Niqnaq, who has been so good on keeping everyone abreast on all aspects of the war for Novorossiya, posted a translation of Russian philosopher Aleksandr Dugin's interpretation of events. Dugin thinks Novorossiya has been sold out by the Kremlin. The battle now is between a crushing defeat delivered by the junta personified by "Kolomoisky with the Right Sector" backed up by neocons in the Obama administration versus an Akhmetov-led truce followed by folding the Donbass back under Kiev's wing: "The position of Akhmetov is: a truce in exchange for a United Ukraine. The position Kolomoisky is: take it all, and immediately. And tomorrow Crimea."
In any event, the situation in Luhansk is dire. A ceasefire must come shortly or there will be a great deal of death. Andrew Kramer reports from the besieged city:
Luhansk is indeed a grim place, besieged and partly abandoned, with no electricity or running water, where hospitals are packed and the streets are patrolled by twitchy gunmen looking for spies.

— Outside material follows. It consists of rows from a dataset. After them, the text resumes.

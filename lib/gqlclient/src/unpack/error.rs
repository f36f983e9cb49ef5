use serde_json::Value;

use super::UnpackPath;
use super::kind_of;

/// Errors raised while copying a response `data` value into a destination.
///
/// These are local decoding failures. They are reported separately from the
/// GraphQL `errors` returned by the server.
#[derive(Debug, Clone, PartialEq, Eq, derive_more::Error, derive_more::Display)]
pub enum UnpackError {
    /// The response holds a key the destination does not declare.
    ///
    /// Usually a sign that the query selects fields the destination type
    /// was not updated for.
    #[display("Unknown field '{key}' at '{path}'")]
    UnknownField {
        /// Location of the offending key, including the key itself.
        path: String,
        /// The key without a matching field.
        key: String,
    },

    /// The response value has a shape the destination field cannot hold.
    #[display("Type mismatch at '{path}': expected {expected}, got {actual}")]
    TypeMismatch {
        /// Location of the value inside `data`.
        path: String,
        /// What the destination field accepts.
        expected: &'static str,
        /// What the response provided.
        actual: &'static str,
    },
}

impl UnpackError {
    pub(crate) fn unknown_field(path: &UnpackPath, key: &str) -> Self {
        Self::UnknownField {
            path: path.child(key),
            key: key.to_string(),
        }
    }

    pub(crate) fn type_mismatch(path: &UnpackPath, expected: &'static str, actual: &Value) -> Self {
        Self::TypeMismatch {
            path: path.to_string(),
            expected,
            actual: kind_of(actual),
        }
    }

    pub(crate) fn out_of_range(path: &UnpackPath, expected: &'static str) -> Self {
        Self::TypeMismatch {
            path: path.to_string(),
            expected,
            actual: "number out of range",
        }
    }

    /// Location inside `data` where unpacking stopped.
    pub fn path(&self) -> &str {
        match self {
            Self::UnknownField { path, .. } | Self::TypeMismatch { path, .. } => path,
        }
    }
}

But the shelling remains the greatest danger and the most trying aspect of daily life. The separatist government reported Thursday that 40 people had been killed in the shelling in the previous 24 hours.
On the main boulevard, rebels tear about in trucks mounted with Grad rocket launchers, moving from one site to another inside the city, to avoid the inevitable return fire.
The Ukrainian forces are in the countryside all about, dug into positions in the open steppe. In their trenches and armored vehicles, they are all but impervious to even the most intensive rebel shelling.